Uma vez, muito tempo atrás, participei de um campeonato de três xis três que se destacava por premiação interessante, em uma famosa loja de esportes que leva o nome de uma figura mitológica. O importante é que o dia tava iluminando, e chegamos na final. Pra um adolescente confiante na sorte, nada poderia alterar o destino já cravado, e algumas centenas de reais que seriam de muita importância naquele momento.
Na finalíssima, me deparei com um sujeito alto e magro, com braços enormes e pinta de jogador. Ao seu lado, uma dupla de gêmeos que já conhecia, não jogavam basquete, eram do futebol. Além disso, descobri que tinham chegado na final sem o terceiro elemento, com direito a WO de oponentes e partidas de nível duvidoso. Assim, imaginei ser impossível que esse trio em questão, pudesse oferecer mais perigo do que outros times que enfrentamos até aquele momento. E nos primeiros minutos, tive razão.

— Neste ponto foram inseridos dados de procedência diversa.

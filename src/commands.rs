use ncaa_casablanca::config::Config;
use ncaa_casablanca::container::Container;
use ncaa_casablanca::data_fetcher::builders::{ScheduleQueryBuilder, ScoreboardQueryBuilder};
use ncaa_casablanca::data_fetcher::models::GameWrapper;
use ncaa_casablanca::error::AppError;
use ncaa_casablanca::services::ScheduleHelper;
use ncaa_casablanca::sports::{Gender, Season, Sport, filter_sports, sort_sports};

use crate::cli::Command;

/// Runs one subcommand against the given container.
pub async fn run_command(command: &Command, container: &Container) -> Result<(), AppError> {
    match command {
        Command::Sports { season, gender } => {
            handle_sports_command(container, season.as_deref(), gender.as_deref()).await
        }
        Command::Scoreboard {
            gender,
            division,
            date,
        } => {
            handle_scoreboard_command(container, gender.as_str(), division.as_str(), date.as_deref())
                .await
        }
        Command::Live { gender, division } => {
            handle_live_command(container, gender.as_str(), division.as_str()).await
        }
        Command::Upcoming {
            sport,
            division,
            days,
        } => handle_upcoming_command(container, sport, division.as_str(), *days).await,
        Command::Config => Config::display().await,
    }
}

/// Handles the `sports` command.
///
/// Season and gender are validated before anything is fetched.
pub async fn handle_sports_command(
    container: &Container,
    season: Option<&str>,
    gender: Option<&str>,
) -> Result<(), AppError> {
    let season = season.map(str::parse::<Season>).transpose()?;
    let gender = gender.map(str::parse::<Gender>).transpose()?;

    let sports = container.ncaa_sports_service()?.get_sports().await?;
    let mut sports = filter_sports(sports, season, gender);
    sort_sports(&mut sports);

    if sports.is_empty() {
        println!("No sports matched the given filters.");
        return Ok(());
    }

    for line in format_sports_table(&sports, gender.is_none()) {
        println!("{line}");
    }
    Ok(())
}

pub async fn handle_scoreboard_command(
    container: &Container,
    gender: &str,
    division: &str,
    date: Option<&str>,
) -> Result<(), AppError> {
    let mut query = ScoreboardQueryBuilder::new(container.client())
        .for_gender(gender)
        .in_division(division);
    if let Some(date) = date {
        query = query.on_date(date);
    }
    let scoreboard = query.execute().await?;

    print_games(&scoreboard.games, "No games on this scoreboard.");
    Ok(())
}

pub async fn handle_live_command(
    container: &Container,
    gender: &str,
    division: &str,
) -> Result<(), AppError> {
    let games = container
        .basketball_service()
        .get_live_games(gender, division)
        .await?;

    print_games(&games, "No games in progress.");
    Ok(())
}

pub async fn handle_upcoming_command(
    container: &Container,
    sport: &str,
    division: &str,
    days: u32,
) -> Result<(), AppError> {
    let schedules = ScheduleQueryBuilder::new(container.client())
        .for_sport(sport)
        .in_division(division)
        .for_days(days)
        .execute()
        .await?;
    let games = ScheduleHelper.collect_games_from_schedules(&schedules);

    print_games(&games, "No upcoming games found.");
    Ok(())
}

fn print_games(games: &[GameWrapper], empty_message: &str) {
    if games.is_empty() {
        println!("{empty_message}");
        return;
    }
    for game in games {
        println!("{}", format_game_line(game));
    }
}

/// `Away 61 @ Home 70  [final]  07:00PM ET`
pub fn format_game_line(wrapper: &GameWrapper) -> String {
    let game = &wrapper.game;
    let mut line = format!(
        "{} {} @ {} {}  [{}]",
        game.away.names.short, game.away.score, game.home.names.short, game.home.score, game.game_state
    );
    if let Some(start) = game.start_time.as_deref().filter(|s| !s.is_empty()) {
        line.push_str("  ");
        line.push_str(start);
    }
    line
}

/// Header, separator and one row per sport. URL-less sports show `-`.
pub fn format_sports_table(sports: &[Sport], show_gender: bool) -> Vec<String> {
    let header = if show_gender {
        format!("{:8} | {:11} | {:35} | URL", "Season", "Gender", "Sport")
    } else {
        format!("{:8} | {:35} | URL", "Season", "Sport")
    };

    let separator = "-".repeat(header.len());
    let mut lines = vec![header, separator];

    for sport in sports {
        let url = sport.url.as_deref().unwrap_or("-");
        lines.push(if show_gender {
            format!(
                "{:8} | {:11} | {:35} | {url}",
                sport.season.as_str(),
                sport.gender.as_str(),
                sport.name
            )
        } else {
            format!("{:8} | {:35} | {url}", sport.season.as_str(), sport.name)
        });
    }
    lines
}
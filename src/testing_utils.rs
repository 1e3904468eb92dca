use async_trait::async_trait;
use std::collections::HashSet;
use std::sync::Mutex;
use std::sync::atomic::{AtomicBool, Ordering};

use crate::data_fetcher::models::{
    Conference, Game, GameState, GameWrapper, ScheduleResponse, ScoreboardResponse, Team,
    TeamNames,
};
use crate::data_fetcher::source::DataSource;
use crate::error::AppError;

/// Test utilities for creating mock data and testing scenarios
pub struct TestDataBuilder;

impl TestDataBuilder {
    /// Creates a team with the given full name and no conferences
    pub fn create_team(full_name: &str, score: i32) -> Team {
        let seo = full_name.to_lowercase().replace(' ', "-");
        Team {
            names: TeamNames {
                char6: full_name.chars().take(6).collect::<String>().to_uppercase(),
                short: full_name.to_string(),
                seo,
                full: full_name.to_string(),
            },
            score,
            winner: None,
            rank: None,
            seed: None,
            description: None,
            record: None,
            conferences: vec![],
        }
    }

    /// Creates a team that belongs to one conference
    pub fn create_conference_team(full_name: &str, conference: &str) -> Team {
        let mut team = Self::create_team(full_name, 0);
        team.conferences.push(Conference {
            conference_name: conference.to_string(),
            conference_seo: Some(conference.to_lowercase()),
        });
        team
    }

    /// Creates a basic game between two teams in the given state
    pub fn create_game(home_team: &str, away_team: &str, state: GameState) -> GameWrapper {
        Self::create_game_with_teams(
            Self::create_team(home_team, 0),
            Self::create_team(away_team, 0),
            state,
        )
    }

    /// Creates a game from fully built teams
    pub fn create_game_with_teams(home: Team, away: Team, state: GameState) -> GameWrapper {
        GameWrapper {
            game: Game {
                game_id: Some(format!("{}-{}", home.names.seo, away.names.seo)),
                url: format!("/game/{}-{}", home.names.seo, away.names.seo),
                start_time_epoch: 1_710_532_800,
                start_time: Some("07:00PM ET".to_string()),
                start_date: Some("03-15-2024".to_string()),
                game_state: state,
                network: None,
                venue: None,
                location: None,
                attendance: None,
                live_video_enabled: None,
                video_state: None,
                bracket_round: None,
                bracket_id: None,
                bracket_region: None,
                current_period: 0,
                contest_clock: None,
                title: None,
                contest_name: None,
                final_message: None,
                weather: None,
                home,
                away,
            },
        }
    }

    /// One game in every lifecycle state, in declaration order
    pub fn create_games_in_every_state() -> Vec<GameWrapper> {
        [
            GameState::Pre,
            GameState::In,
            GameState::Post,
            GameState::Scheduled,
            GameState::Inprogress,
            GameState::Final,
            GameState::Postponed,
            GameState::Cancelled,
        ]
        .into_iter()
        .enumerate()
        .map(|(i, state)| {
            Self::create_game(&format!("Home {i}"), &format!("Away {i}"), state)
        })
        .collect()
    }

    pub fn create_scoreboard(games: Vec<GameWrapper>) -> ScoreboardResponse {
        ScoreboardResponse { games }
    }

    pub fn create_schedule(games: Vec<GameWrapper>) -> ScheduleResponse {
        ScheduleResponse {
            games,
            ..ScheduleResponse::default()
        }
    }
}

/// In-memory `DataSource` that records every call it receives.
///
/// Calls are recorded as `"<method>:<arg>/<arg>/..."`. Dated calls whose
/// date was registered with [`RecordingSource::fail_on_date`] return a client
/// error. The "today"/"upcoming" methods use the trait defaults, so they show
/// up as the dated calls they expand to.
#[derive(Debug, Default)]
pub struct RecordingSource {
    scoreboard: ScoreboardResponse,
    schedule: ScheduleResponse,
    failing_dates: Mutex<HashSet<String>>,
    fail_every_date: AtomicBool,
    calls: Mutex<Vec<String>>,
}

impl RecordingSource {
    pub fn new(scoreboard: ScoreboardResponse, schedule: ScheduleResponse) -> Self {
        Self {
            scoreboard,
            schedule,
            ..Self::default()
        }
    }

    pub fn fail_on_date(&self, date: &str) {
        self.failing_dates
            .lock()
            .unwrap_or_else(|e| e.into_inner())
            .insert(date.to_string());
    }

    /// Makes every dated call fail with a client error
    pub fn fail_every_date(&self) {
        self.fail_every_date.store(true, Ordering::Relaxed);
    }

    /// Every recorded call, oldest first
    pub fn calls(&self) -> Vec<String> {
        self.calls.lock().unwrap_or_else(|e| e.into_inner()).clone()
    }

    /// Number of recorded calls whose method name is `method`
    pub fn call_count(&self, method: &str) -> usize {
        let prefix = format!("{method}:");
        self.calls()
            .iter()
            .filter(|c| c.starts_with(&prefix) || c.as_str() == method)
            .count()
    }

    fn record(&self, call: String) {
        self.calls
            .lock()
            .unwrap_or_else(|e| e.into_inner())
            .push(call);
    }

    fn check_date(&self, url: &str, date: &str) -> Result<(), AppError> {
        let failing = self.fail_every_date.load(Ordering::Relaxed)
            || self
                .failing_dates
                .lock()
                .unwrap_or_else(|e| e.into_inner())
                .contains(date);
        if failing {
            Err(AppError::client_error(url, "simulated transport failure"))
        } else {
            Ok(())
        }
    }
}

#[async_trait]
impl DataSource for RecordingSource {
    async fn get_scoreboard(
        &self,
        gender: &str,
        division: &str,
        date: &str,
    ) -> Result<ScoreboardResponse, AppError> {
        let call = format!("scoreboard:{gender}/{division}/{date}");
        self.record(call.clone());
        self.check_date(&call, date)?;
        Ok(self.scoreboard.clone())
    }

    async fn get_schedule(
        &self,
        sport: &str,
        division: &str,
        date: &str,
    ) -> Result<ScheduleResponse, AppError> {
        let call = format!("schedule:{sport}/{division}/{date}");
        self.record(call.clone());
        self.check_date(&call, date)?;
        Ok(self.schedule.clone())
    }

    async fn clear_cache(&self) {
        self.record("clear_cache".to_string());
    }

    async fn set_cache_duration(&self, seconds: u64) {
        self.record(format!("set_cache_duration:{seconds}"));
    }
}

1 a 0; 3 a 0; 4 a 0; 5 a 0, e essa avalanche chegou aos dois dígitos: 15 a 0. Ali, com vantagem de sete posses e com um adversário que dava risada e conversava com os espectadores, imaginei que era meu dia de sorte. Pensando bem, o deboche do outro time devia ter ligado meu alerta. Bom, não ligou, e sem qualquer expectativa de ser derrotado ajudei o drive de um dos gêmeos; li certo o passe no corner; cheguei em cima no closeout; mordi um jab pro garrafão; tomei o corte pro fundo; quis recuperar e contestar o ataque ao aro; vi aquele que tinha ginga de atleta subir mais que a bandeja; me arrependi; tomei uma enterrada na cabeça. 15 a 2, ou 15 a no placar moral.

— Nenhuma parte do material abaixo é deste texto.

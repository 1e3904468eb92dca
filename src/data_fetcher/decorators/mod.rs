pub mod logging;
pub mod observable;

pub use logging::LoggingClient;
pub use observable::{
    CacheMetricsObserver, DataEvent, DataObserver, LoggingObserver, ObservableClient,
};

Dali em diante, foram 20 pontos seguidos desse tal mutante que me via tendo que defender. Foi bola de seis passos atrás da linha; bandeja de mão trocada; mais uma enterrada ou outra; lance livre após frustração minha… Todo tipo de cesta. Com risada no rosto, ele matou o jogo. Acabou que nem pegou o prêmio, deu um abraço nos amigos e foi embora. Moleque como sempre foi, e mais ainda aos 17 anos, deu show em um campeonato meses antes de sua primeira convocação pra Seleção de Base. Não sabia exatamente quem era, mas tinha jogado contra um craque de outra esfera. Tinha tomado um poster de Daniel Onwenu.
Anos depois, se tornou joia corinthiana protagonista com 17.1 pontos por jogo e 5.8 rebotes de média na LDB Sub-21, e primeira grande estrela da base alvinegra ao lado do comandante Vitor Galvani. Nessa época, gravei alguns muitos jogos seus; fotografei vitórias zebráticas do timãozinho; conversei sobre o episódio acima; e vi a mesma risada algumas outras vezes.
Tempo depois, Daniel chegou a declarar pro Draft da NBA de 2023 e teve excelente passagem no Adidas EuroCamp. Mas fora dos sessenta da classe, retirou seu nome e voltou pro Timão. Fez temporada de 7.6 pontos e 4.0 rebotes em 22.3 minutos no meu time do coração, e me fez feliz. Mesmo sem o salto esperado no NBB, foi destaque em estreia pela Seleção Brasileira com jogo de 13 pontos e 100% de arremesso, e decidiu se distanciar do mercado brasileiro. Ficou meses treinando; trocou de agente e disse que ainda mirava o topo do mundo.
Daniel e o Capitanes já namoravam há algum tempo. Na época de Galvani na comissão técnica mexicana, houveram rumores de um segundo capítulo entre o treinador brasileiro e o melhor jovem que comandou no Parque São Jorge. Sem Galva por lá, os rumores eram de Dani no México logo após o NBB, coisa que não se concretizou. O que aconteceu foi um convite do Mexico City Capitanes, agora em Outubro, para o recorrente Try-Out entre latinos.
Daniel foi bem, precisava ir bem. Apostou tudo em uma semana de eye-test gringo, com certeza que faria valer a viagem. Conheço bem a fera e te garanto ser impossível a confiança falar baixo nesses momentos, costuma planejar a vida nesse ritmo. E assim, com risada no rosto em fotos divulgadas pelos mexicanos, deve ter trazido o mesmo sentimento pra eles. Afinal, assinou com os caras, jogará a temporada pela franquia que introduziu Mãozinha à NBA, e sonha com mesmo destaque na liga de desenvolvimento de lá. É oficialmente jogador de basquete na G-League da NBA!